EXERCISE PROMPT: Go through the entries below and return every line that contains "SortSpec".

MATERIALS PROVIDED:
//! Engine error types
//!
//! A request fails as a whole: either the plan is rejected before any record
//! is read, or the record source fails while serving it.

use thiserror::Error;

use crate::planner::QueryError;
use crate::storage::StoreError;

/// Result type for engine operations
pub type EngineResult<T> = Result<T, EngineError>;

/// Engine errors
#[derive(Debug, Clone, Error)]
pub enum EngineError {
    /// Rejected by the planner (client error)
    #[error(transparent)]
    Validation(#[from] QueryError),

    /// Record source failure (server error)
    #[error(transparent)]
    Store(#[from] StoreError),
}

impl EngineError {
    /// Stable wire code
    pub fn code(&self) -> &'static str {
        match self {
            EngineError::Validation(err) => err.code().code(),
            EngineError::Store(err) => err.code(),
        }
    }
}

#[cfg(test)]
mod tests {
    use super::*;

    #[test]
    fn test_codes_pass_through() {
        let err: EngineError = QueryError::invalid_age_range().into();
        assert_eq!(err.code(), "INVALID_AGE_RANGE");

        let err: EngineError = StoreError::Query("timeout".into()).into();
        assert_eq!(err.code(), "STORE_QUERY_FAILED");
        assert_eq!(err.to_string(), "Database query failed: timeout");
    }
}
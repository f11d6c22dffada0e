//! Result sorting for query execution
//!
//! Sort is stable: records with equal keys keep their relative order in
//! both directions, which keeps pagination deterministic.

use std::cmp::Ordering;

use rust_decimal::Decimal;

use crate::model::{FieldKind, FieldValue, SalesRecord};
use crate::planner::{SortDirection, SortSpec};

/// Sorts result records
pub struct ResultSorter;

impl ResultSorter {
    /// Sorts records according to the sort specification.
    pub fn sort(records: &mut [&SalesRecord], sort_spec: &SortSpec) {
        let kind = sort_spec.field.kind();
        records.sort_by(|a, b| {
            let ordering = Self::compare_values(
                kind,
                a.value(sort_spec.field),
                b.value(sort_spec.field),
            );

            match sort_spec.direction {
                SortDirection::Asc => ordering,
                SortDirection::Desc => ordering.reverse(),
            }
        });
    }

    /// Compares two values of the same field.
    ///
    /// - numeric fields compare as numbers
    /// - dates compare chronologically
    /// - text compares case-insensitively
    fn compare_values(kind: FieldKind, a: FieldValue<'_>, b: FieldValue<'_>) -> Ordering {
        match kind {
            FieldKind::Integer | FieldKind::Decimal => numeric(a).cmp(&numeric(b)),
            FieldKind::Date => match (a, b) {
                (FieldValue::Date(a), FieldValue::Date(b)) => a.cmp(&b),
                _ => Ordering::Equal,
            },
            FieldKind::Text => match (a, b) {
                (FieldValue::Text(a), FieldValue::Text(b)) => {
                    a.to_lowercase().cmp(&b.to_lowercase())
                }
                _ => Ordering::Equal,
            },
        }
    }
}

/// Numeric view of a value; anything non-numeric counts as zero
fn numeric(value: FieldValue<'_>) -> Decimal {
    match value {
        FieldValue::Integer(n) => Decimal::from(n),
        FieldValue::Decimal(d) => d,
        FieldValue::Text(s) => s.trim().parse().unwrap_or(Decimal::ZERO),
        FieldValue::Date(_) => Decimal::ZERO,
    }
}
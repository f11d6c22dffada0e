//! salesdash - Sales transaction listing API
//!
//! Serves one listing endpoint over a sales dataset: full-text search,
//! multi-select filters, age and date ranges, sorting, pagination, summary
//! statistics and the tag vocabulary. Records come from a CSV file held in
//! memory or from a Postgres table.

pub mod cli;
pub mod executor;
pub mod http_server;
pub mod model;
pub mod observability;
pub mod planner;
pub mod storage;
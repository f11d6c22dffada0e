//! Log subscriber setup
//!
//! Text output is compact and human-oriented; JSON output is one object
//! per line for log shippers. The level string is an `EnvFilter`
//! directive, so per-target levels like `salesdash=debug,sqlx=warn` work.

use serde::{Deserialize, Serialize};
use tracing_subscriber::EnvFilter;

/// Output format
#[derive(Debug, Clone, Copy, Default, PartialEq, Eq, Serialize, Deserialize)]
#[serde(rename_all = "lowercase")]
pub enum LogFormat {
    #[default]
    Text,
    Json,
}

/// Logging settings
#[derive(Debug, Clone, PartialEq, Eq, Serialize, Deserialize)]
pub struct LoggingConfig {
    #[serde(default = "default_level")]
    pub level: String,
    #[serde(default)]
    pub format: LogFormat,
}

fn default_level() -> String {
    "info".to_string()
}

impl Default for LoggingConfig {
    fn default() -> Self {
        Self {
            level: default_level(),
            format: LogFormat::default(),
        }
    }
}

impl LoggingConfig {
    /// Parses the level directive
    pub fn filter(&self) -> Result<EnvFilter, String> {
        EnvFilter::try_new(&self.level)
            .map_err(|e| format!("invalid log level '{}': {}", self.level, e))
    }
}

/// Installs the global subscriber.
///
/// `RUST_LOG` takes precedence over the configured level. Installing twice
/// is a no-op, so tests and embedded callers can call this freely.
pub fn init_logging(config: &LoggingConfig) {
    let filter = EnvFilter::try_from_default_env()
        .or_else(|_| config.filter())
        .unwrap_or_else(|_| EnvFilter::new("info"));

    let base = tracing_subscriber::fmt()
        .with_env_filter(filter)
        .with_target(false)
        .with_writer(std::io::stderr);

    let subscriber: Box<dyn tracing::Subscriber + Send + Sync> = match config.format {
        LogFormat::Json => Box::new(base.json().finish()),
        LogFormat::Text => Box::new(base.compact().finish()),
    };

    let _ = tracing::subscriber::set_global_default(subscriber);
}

WRITTEN RESPONSE:
use crate::planner::{SortDirection, SortSpec};
    pub fn sort(records: &mut [&SalesRecord], sort_spec: &SortSpec) {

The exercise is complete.